__Problem__: I need every line that includes the word "delta" copied from the material.

★ ★ ★ ★ ★

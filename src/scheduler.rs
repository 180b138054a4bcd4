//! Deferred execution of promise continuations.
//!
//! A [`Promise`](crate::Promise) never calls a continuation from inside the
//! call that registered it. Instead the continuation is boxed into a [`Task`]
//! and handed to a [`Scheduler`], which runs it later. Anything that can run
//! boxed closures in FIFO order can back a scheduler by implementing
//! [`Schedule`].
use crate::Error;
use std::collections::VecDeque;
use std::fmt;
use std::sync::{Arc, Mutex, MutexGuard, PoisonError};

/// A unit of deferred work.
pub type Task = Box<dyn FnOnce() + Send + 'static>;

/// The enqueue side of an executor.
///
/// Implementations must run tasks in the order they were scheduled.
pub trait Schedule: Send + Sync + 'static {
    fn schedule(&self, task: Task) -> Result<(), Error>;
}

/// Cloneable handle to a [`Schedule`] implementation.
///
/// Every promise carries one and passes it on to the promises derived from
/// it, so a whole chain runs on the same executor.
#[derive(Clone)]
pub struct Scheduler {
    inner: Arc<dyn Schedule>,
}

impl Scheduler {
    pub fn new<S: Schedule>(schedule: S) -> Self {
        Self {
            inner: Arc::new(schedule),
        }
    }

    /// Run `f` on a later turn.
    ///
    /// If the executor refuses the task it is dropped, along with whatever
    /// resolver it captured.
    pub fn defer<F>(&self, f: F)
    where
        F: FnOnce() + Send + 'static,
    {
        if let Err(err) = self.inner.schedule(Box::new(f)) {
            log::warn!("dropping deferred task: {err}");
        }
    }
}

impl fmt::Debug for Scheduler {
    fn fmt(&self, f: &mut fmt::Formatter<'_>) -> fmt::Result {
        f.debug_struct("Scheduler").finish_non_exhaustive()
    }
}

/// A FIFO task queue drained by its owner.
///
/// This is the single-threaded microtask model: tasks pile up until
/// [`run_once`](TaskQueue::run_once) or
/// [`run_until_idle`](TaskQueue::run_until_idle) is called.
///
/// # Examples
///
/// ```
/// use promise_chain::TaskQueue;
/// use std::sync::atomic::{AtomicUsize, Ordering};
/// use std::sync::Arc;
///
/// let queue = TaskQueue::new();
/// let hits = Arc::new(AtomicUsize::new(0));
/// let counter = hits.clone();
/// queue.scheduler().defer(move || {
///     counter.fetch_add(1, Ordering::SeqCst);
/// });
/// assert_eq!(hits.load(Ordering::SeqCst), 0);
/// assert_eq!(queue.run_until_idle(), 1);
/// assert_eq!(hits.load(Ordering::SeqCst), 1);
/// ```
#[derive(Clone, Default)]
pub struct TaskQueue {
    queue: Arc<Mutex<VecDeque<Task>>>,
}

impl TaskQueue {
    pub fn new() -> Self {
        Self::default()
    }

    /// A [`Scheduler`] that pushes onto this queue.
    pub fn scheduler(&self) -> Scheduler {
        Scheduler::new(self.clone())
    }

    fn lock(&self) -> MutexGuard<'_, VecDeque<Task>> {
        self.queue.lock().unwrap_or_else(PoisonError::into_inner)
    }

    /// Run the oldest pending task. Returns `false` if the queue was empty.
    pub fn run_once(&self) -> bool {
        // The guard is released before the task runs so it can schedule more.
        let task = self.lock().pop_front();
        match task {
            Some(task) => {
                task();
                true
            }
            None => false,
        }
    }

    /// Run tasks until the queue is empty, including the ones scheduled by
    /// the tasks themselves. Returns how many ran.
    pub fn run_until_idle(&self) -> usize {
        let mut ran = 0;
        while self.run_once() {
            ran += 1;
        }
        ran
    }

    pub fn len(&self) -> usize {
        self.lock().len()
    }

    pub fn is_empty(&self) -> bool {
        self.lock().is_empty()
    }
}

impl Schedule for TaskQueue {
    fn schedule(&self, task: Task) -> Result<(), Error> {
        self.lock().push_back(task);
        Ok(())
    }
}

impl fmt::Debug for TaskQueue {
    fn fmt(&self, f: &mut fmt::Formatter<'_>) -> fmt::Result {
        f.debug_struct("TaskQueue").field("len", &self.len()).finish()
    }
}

★ ★ ★ ★ ★

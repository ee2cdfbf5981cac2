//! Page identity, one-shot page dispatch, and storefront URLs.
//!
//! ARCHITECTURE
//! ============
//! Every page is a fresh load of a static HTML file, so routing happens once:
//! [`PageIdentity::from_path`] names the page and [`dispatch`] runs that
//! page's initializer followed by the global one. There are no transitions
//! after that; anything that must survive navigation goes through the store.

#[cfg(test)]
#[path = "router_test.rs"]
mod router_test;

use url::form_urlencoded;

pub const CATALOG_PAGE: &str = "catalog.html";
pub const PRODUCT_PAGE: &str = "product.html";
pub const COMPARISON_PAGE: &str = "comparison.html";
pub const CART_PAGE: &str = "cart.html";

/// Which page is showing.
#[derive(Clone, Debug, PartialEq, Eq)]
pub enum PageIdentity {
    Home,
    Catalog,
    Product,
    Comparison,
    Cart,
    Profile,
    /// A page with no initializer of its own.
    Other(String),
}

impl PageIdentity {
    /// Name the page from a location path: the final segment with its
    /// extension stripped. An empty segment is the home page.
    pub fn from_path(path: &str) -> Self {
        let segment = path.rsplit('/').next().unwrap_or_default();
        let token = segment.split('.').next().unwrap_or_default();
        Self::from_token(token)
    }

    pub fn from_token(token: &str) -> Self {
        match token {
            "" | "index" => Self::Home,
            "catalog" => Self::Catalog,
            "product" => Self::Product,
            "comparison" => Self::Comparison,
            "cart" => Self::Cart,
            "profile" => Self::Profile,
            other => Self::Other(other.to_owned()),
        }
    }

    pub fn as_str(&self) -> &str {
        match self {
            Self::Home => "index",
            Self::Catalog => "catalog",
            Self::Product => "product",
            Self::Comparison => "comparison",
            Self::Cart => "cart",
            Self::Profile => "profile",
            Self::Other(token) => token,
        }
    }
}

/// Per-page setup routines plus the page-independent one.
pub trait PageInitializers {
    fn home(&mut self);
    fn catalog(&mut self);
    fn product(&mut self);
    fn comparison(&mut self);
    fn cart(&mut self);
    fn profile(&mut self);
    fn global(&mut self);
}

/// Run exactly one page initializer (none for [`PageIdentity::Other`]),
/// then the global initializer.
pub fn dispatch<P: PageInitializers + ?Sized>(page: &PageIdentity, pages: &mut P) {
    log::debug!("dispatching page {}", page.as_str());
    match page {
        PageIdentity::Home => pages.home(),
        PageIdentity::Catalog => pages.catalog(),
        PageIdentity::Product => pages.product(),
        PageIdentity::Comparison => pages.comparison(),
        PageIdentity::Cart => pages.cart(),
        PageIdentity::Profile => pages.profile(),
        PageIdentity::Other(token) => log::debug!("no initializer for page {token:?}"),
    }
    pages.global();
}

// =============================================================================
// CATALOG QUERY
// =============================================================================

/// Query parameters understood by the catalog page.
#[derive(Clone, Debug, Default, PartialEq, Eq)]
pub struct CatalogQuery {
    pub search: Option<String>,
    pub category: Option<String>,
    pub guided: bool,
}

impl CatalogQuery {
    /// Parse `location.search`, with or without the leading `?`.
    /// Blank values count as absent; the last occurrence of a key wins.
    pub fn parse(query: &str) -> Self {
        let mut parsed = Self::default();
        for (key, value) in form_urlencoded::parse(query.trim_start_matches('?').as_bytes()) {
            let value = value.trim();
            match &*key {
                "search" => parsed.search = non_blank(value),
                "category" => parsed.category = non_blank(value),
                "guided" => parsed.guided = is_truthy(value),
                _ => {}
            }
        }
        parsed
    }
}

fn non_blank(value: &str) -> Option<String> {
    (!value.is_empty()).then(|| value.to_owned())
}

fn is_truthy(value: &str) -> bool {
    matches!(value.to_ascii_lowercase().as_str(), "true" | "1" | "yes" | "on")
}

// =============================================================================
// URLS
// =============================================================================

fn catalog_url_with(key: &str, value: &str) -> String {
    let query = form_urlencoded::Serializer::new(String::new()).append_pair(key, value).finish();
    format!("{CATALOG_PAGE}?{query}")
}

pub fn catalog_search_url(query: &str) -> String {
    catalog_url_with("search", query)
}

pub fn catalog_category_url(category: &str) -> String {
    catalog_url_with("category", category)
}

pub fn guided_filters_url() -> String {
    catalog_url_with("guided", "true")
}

★ ★ ★ ★ ★

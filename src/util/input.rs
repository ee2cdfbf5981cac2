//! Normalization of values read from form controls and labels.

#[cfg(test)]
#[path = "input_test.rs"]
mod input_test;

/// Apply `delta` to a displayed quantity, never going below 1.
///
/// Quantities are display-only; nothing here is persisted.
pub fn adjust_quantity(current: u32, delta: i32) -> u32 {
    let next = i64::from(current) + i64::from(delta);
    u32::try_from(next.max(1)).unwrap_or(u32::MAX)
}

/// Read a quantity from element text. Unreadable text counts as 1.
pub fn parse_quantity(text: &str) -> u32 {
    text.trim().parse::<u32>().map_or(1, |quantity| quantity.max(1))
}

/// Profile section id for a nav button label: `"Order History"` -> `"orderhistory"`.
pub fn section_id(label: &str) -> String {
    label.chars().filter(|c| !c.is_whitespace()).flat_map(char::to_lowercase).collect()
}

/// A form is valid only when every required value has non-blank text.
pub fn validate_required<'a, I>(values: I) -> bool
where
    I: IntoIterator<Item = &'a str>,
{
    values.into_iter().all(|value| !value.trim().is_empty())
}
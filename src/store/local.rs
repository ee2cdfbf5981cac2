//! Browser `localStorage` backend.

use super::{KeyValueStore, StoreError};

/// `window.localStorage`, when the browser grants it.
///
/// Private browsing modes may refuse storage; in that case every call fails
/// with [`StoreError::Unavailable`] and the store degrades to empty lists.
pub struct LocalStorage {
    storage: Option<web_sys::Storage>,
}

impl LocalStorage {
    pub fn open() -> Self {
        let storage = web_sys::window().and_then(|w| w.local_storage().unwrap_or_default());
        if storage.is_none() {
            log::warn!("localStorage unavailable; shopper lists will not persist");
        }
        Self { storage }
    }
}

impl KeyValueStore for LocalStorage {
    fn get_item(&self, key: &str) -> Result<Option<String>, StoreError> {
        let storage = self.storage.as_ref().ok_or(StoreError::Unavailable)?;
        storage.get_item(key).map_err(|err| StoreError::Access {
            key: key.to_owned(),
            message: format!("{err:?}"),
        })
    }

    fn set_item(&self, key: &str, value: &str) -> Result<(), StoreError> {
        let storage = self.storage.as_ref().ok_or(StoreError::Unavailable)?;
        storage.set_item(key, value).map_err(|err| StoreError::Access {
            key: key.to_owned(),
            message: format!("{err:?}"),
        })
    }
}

★ ★ ★ ★ ★

__Solved problem__:
/// Apply `delta` to a displayed quantity, never going below 1.
pub fn adjust_quantity(current: u32, delta: i32) -> u32 {
    let next = i64::from(current) + i64::from(delta);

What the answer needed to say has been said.